◆ **Task description**
Please print the full listing exactly.
========
//! Embedding providers that turn text into fixed-length vectors.
//!
//! Scoring, dedup and eviction only see `Vec<f32>`, so a dense model can be
//! dropped in behind [`EmbeddingProvider`] without touching them.

pub mod factory;
pub mod providers;

pub use factory::EmbeddingProviderFactory;
pub use providers::{EmbeddingProvider, HashedEmbeddings, LexicalEmbeddings};

/// Scale a vector to unit L2 norm in place. Zero vectors stay zero.
pub fn l2_normalize(vector: &mut [f32]) {
    let norm = vector.iter().map(|x| x * x).sum::<f32>().sqrt();
    if norm > 0.0 && norm.is_finite() {
        for x in vector.iter_mut() {
            *x /= norm;
        }
    }
}

#[cfg(test)]
mod tests {
    use super::*;

    #[test]
    fn test_l2_normalize() {
        let mut v = vec![3.0, 4.0];
        l2_normalize(&mut v);
        assert!((v[0] - 0.6).abs() < 1e-6);
        assert!((v[1] - 0.8).abs() < 1e-6);

        let mut zero = vec![0.0; 4];
        l2_normalize(&mut zero);
        assert!(zero.iter().all(|x| *x == 0.0));
    }
}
========
◆ **Answer below**
//! Embedding providers that turn text into fixed-length vectors.
//!
//! Scoring, dedup and eviction only see `Vec<f32>`, so a dense model can be
//! dropped in behind [`EmbeddingProvider`] without touching them.

pub mod factory;
pub mod providers;

pub use factory::EmbeddingProviderFactory;
pub use providers::{EmbeddingProvider, HashedEmbeddings, LexicalEmbeddings};

/// Scale a vector to unit L2 norm in place. Zero vectors stay zero.
pub fn l2_normalize(vector: &mut [f32]) {
    let norm = vector.iter().map(|x| x * x).sum::<f32>().sqrt();
    if norm > 0.0 && norm.is_finite() {
        for x in vector.iter_mut() {
            *x /= norm;
        }
    }
}

#[cfg(test)]
mod tests {
    use super::*;

    #[test]
    fn test_l2_normalize() {
        let mut v = vec![3.0, 4.0];
        l2_normalize(&mut v);
        assert!((v[0] - 0.6).abs() < 1e-6);
        assert!((v[1] - 0.8).abs() < 1e-6);

        let mut zero = vec![0.0; 4];
        l2_normalize(&mut zero);
        assert!(zero.iter().all(|x| *x == 0.0));
    }
}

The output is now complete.